§ **ASSIGNED TASK**:
I'd like every record given again exactly, please.

§ **DATA FOR ANALYSIS**:
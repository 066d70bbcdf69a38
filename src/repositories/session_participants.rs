use sqlx::PgPool;

use crate::db::models::SessionParticipant;

const COLUMNS: &str = "id, session_id, student_id, joined_at, marked_present, marked_present_at";

#[derive(Debug, Clone, sqlx::FromRow)]
pub(crate) struct ParticipantWithName {
    pub(crate) id: String,
    pub(crate) student_id: String,
    pub(crate) full_name: Option<String>,
    pub(crate) joined_at: time::PrimitiveDateTime,
    pub(crate) marked_present: bool,
    pub(crate) marked_present_at: Option<time::PrimitiveDateTime>,
}

/// Keyed on (session_id, student_id). An existing row keeps its `joined_at`.
pub(crate) async fn upsert_present(
    pool: &PgPool,
    session_id: &str,
    student_id: &str,
    now: time::PrimitiveDateTime,
) -> Result<SessionParticipant, sqlx::Error> {
    sqlx::query_as::<_, SessionParticipant>(&format!(
        "INSERT INTO session_participants (
            id, session_id, student_id, joined_at, marked_present, marked_present_at
         ) VALUES ($1,$2,$3,$4,TRUE,$4)
         ON CONFLICT (session_id, student_id)
         DO UPDATE SET marked_present = TRUE,
                       marked_present_at = EXCLUDED.marked_present_at
         RETURNING {COLUMNS}"
    ))
    .bind(uuid::Uuid::new_v4().to_string())
    .bind(session_id)
    .bind(student_id)
    .bind(now)
    .fetch_one(pool)
    .await
}

pub(crate) async fn insert_if_absent(
    pool: &PgPool,
    session_id: &str,
    student_id: &str,
    joined_at: time::PrimitiveDateTime,
) -> Result<Option<SessionParticipant>, sqlx::Error> {
    sqlx::query_as::<_, SessionParticipant>(&format!(
        "INSERT INTO session_participants (id, session_id, student_id, joined_at, marked_present)
         VALUES ($1,$2,$3,$4,FALSE)
         ON CONFLICT (session_id, student_id) DO NOTHING
         RETURNING {COLUMNS}"
    ))
    .bind(uuid::Uuid::new_v4().to_string())
    .bind(session_id)
    .bind(student_id)
    .bind(joined_at)
    .fetch_optional(pool)
    .await
}

pub(crate) async fn find(
    pool: &PgPool,
    session_id: &str,
    student_id: &str,
) -> Result<Option<SessionParticipant>, sqlx::Error> {
    sqlx::query_as::<_, SessionParticipant>(&format!(
        "SELECT {COLUMNS} FROM session_participants WHERE session_id = $1 AND student_id = $2"
    ))
    .bind(session_id)
    .bind(student_id)
    .fetch_optional(pool)
    .await
}

pub(crate) async fn mark_present(
    pool: &PgPool,
    session_id: &str,
    student_id: &str,
    now: time::PrimitiveDateTime,
) -> Result<(), sqlx::Error> {
    sqlx::query(
        "UPDATE session_participants SET marked_present = TRUE, marked_present_at = $1
         WHERE session_id = $2 AND student_id = $3",
    )
    .bind(now)
    .bind(session_id)
    .bind(student_id)
    .execute(pool)
    .await?;
    Ok(())
}

pub(crate) async fn list_for_session(
    pool: &PgPool,
    session_id: &str,
) -> Result<Vec<ParticipantWithName>, sqlx::Error> {
    sqlx::query_as::<_, ParticipantWithName>(
        "SELECT sp.id, sp.student_id, p.full_name, sp.joined_at, sp.marked_present,
                sp.marked_present_at
         FROM session_participants sp
         LEFT JOIN profiles p ON p.id = sp.student_id
         WHERE sp.session_id = $1
         ORDER BY sp.joined_at",
    )
    .bind(session_id)
    .fetch_all(pool)
    .await
}

pub(crate) async fn count_present(pool: &PgPool, session_id: &str) -> Result<i64, sqlx::Error> {
    sqlx::query_scalar(
        "SELECT COUNT(*) FROM session_participants WHERE session_id = $1 AND marked_present",
    )
    .bind(session_id)
    .fetch_one(pool)
    .await
}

§ **TASK RESPONSE**:
repository 066d70bbcdf69a38
filename src/repositories/session_participants.rs
use sqlx::PgPool;

use crate::db::models::SessionParticipant;

const COLUMNS: &str = "id, session_id, student_id, joined_at, marked_present, marked_present_at";

#[derive(Debug, Clone, sqlx::FromRow)]
pub(crate) struct ParticipantWithName {
    pub(crate) id: String,
    pub(crate) student_id: String,
    pub(crate) full_name: Option<String>,
    pub(crate) joined_at: time::PrimitiveDateTime,
    pub(crate) marked_present: bool,
    pub(crate) marked_present_at: Option<time::PrimitiveDateTime>,
}

/// Keyed on (session_id, student_id). An existing row keeps its `joined_at`.
pub(crate) async fn upsert_present(
    pool: &PgPool,
    session_id: &str,
    student_id: &str,
    now: time::PrimitiveDateTime,
) -> Result<SessionParticipant, sqlx::Error> {
    sqlx::query_as::<_, SessionParticipant>(&format!(
        "INSERT INTO session_participants (
            id, session_id, student_id, joined_at, marked_present, marked_present_at
         ) VALUES ($1,$2,$3,$4,TRUE,$4)
         ON CONFLICT (session_id, student_id)
         DO UPDATE SET marked_present = TRUE,
                       marked_present_at = EXCLUDED.marked_present_at
         RETURNING {COLUMNS}"
    ))
    .bind(uuid::Uuid::new_v4().to_string())
    .bind(session_id)
    .bind(student_id)
    .bind(now)
    .fetch_one(pool)
    .await
}

pub(crate) async fn insert_if_absent(
    pool: &PgPool,
    session_id: &str,
    student_id: &str,
    joined_at: time::PrimitiveDateTime,
) -> Result<Option<SessionParticipant>, sqlx::Error> {
    sqlx::query_as::<_, SessionParticipant>(&format!(
        "INSERT INTO session_participants (id, session_id, student_id, joined_at, marked_present)
         VALUES ($1,$2,$3,$4,FALSE)
         ON CONFLICT (session_id, student_id) DO NOTHING
         RETURNING {COLUMNS}"
    ))
    .bind(uuid::Uuid::new_v4().to_string())
    .bind(session_id)
    .bind(student_id)
    .bind(joined_at)
    .fetch_optional(pool)
    .await
}

pub(crate) async fn find(
    pool: &PgPool,
    session_id: &str,
    student_id: &str,
) -> Result<Option<SessionParticipant>, sqlx::Error> {
    sqlx::query_as::<_, SessionParticipant>(&format!(
        "SELECT {COLUMNS} FROM session_participants WHERE session_id = $1 AND student_id = $2"
    ))
    .bind(session_id)
    .bind(student_id)
    .fetch_optional(pool)
    .await
}

pub(crate) async fn mark_present(
    pool: &PgPool,
    session_id: &str,
    student_id: &str,
    now: time::PrimitiveDateTime,
) -> Result<(), sqlx::Error> {
    sqlx::query(
        "UPDATE session_participants SET marked_present = TRUE, marked_present_at = $1
         WHERE session_id = $2 AND student_id = $3",
    )
    .bind(now)
    .bind(session_id)
    .bind(student_id)
    .execute(pool)
    .await?;
    Ok(())
}

pub(crate) async fn list_for_session(
    pool: &PgPool,
    session_id: &str,
) -> Result<Vec<ParticipantWithName>, sqlx::Error> {
    sqlx::query_as::<_, ParticipantWithName>(
        "SELECT sp.id, sp.student_id, p.full_name, sp.joined_at, sp.marked_present,
                sp.marked_present_at
         FROM session_participants sp
         LEFT JOIN profiles p ON p.id = sp.student_id
         WHERE sp.session_id = $1
         ORDER BY sp.joined_at",
    )
    .bind(session_id)
    .fetch_all(pool)
    .await
}

pub(crate) async fn count_present(pool: &PgPool, session_id: &str) -> Result<i64, sqlx::Error> {
    sqlx::query_scalar(
        "SELECT COUNT(*) FROM session_participants WHERE session_id = $1 AND marked_present",
    )
    .bind(session_id)
    .fetch_one(pool)
    .await
}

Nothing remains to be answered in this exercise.